Learning to Accept Huge Budget Deficits
Author: Greg Valliere
September 15, 2020
A DRAMATIC SHIFT IN WASHINGTON: Rarely have we seen such a sea-change from the public and the politicians — the budget deficit simply isn’t a top priority; no one has any credible program (or the desire) to address the staggering rise of red ink.
TOTAL U.S. DEBT WILL EASILY EXCEED $30 TRILLION by the middle of this decade, thanks to deficits of more than $3 trillion in this fiscal year, which ends in two weeks, and another $2 trillion in fiscal 2021.
ANNUAL DEFICITS OF OVER $1 TRILLION WERE CERTAIN even before the Pandemic hit, as both political parties embraced higher spending and rejected any significant budget cuts. The path of least resistance has always been to spend more, and now there’s the Modern Monetary Theory, which argues that deficits aren’t important when interest rates are at rock-bottom lows — and demand for Treasury paper seemingly has no limit.
IN A LITTLE-NOTICED ANNOUNCEMENT recently, the Treasury Department said that net borrowing costs will fall this year and next, thanks to low interest rates. As long as the Federal Reserve keeps rates close to zero for the the next two or three years, debt servicing costs will be tolerable.
ONLY A HANDFUL OF POLITICIANS, mostly all conservative Republicans, are calling for deficit reduction. They decry the red ink but their prescriptions are politically radioactive — significant deficit reduction would require deep spending cuts, tax hikes and reducing the growth of Social Security and Medicare, all of which have little political appeal.

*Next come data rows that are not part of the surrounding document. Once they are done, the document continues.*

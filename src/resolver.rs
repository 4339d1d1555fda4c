//! Path resolution: classification composed with the matched family
//! strategy.

use std::path::PathBuf;
use std::sync::Arc;

use crate::error::{PlacerError, Result};
use crate::family::{FamilyRegistry, split_location};
use crate::package::PackageDescriptor;

/// Resolves a package to its repository-relative install path.
///
/// Paths are recomputed on every call; package metadata may change between
/// calls, so nothing is cached here.
pub struct PathResolver {
    families: Arc<FamilyRegistry>,
}

impl PathResolver {
    pub fn new(families: Arc<FamilyRegistry>) -> Self {
        Self { families }
    }

    /// Repository-relative install path for `package`.
    ///
    /// Fails with [`PlacerError::UnsupportedType`] when no family matches
    /// the package type, and propagates
    /// [`PlacerError::UnrecognizedLocation`] from the matched strategy.
    pub fn resolve(&self, package: &PackageDescriptor) -> Result<PathBuf> {
        let (family, strategy) =
            self.families
                .find(&package.type_name)
                .ok_or_else(|| PlacerError::UnsupportedType {
                    type_name: package.type_name.clone(),
                })?;
        strategy.install_path(package, family)
    }

    /// True iff a family matches `type_name` and the remainder after the
    /// family key and its hyphen separator is one of the strategy's
    /// recognized location keywords (or the strategy accepts any keyword).
    ///
    /// The accepted surface is computed from the strategy's keyword set at
    /// call time; strategies self-register their support surface.
    pub fn supports_type(&self, type_name: &str) -> bool {
        let Some((family, strategy)) = self.families.find(type_name) else {
            return false;
        };
        let Some(location) = split_location(type_name, family) else {
            return false;
        };
        let keywords = strategy.locations();
        keywords.is_empty() || keywords.contains(&location)
    }
}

WHOEVER WINS THE ELECTION will want to spend more. Trump, seemingly unconcerned by deficits, will seek to increase outlays for space-based defense, a wall with Mexico, and infrastructure. His proposed spending cuts would be dead on arrival in Congress, and he will seek to make his tax cuts permanent.
JOE BIDEN would dramatically increase spending on health care, student loan relief, alternative energy, infrastructure, etc. Biden would seek higher taxes — not to
reduce deficits, but to pay for ambitious new government programs.
HOW LONG CAN THIS CONTINUE? Huge deficits will persist until the bond market rebels, but Jerome Powell and the Fed have made it clear that they will keep rates near zero for years to come. And they favor more spending to cope with the virus, which Powell undoubtedly will emphasize in his press conference tomorrow.
THIS WILLINGNESS TO SPEND far in excess of incoming revenues eventually will end badly, but that day of reckoning isn’t imminent.
IN THE MEANTIME, the biggest beneficiary should
be residential real estate, which will continue to enjoy astonishingly low interest rates. Could the economy eventually face bubbles? Of course — but why fight the Fed, which faces no resistance as it accommodates the surging the debt?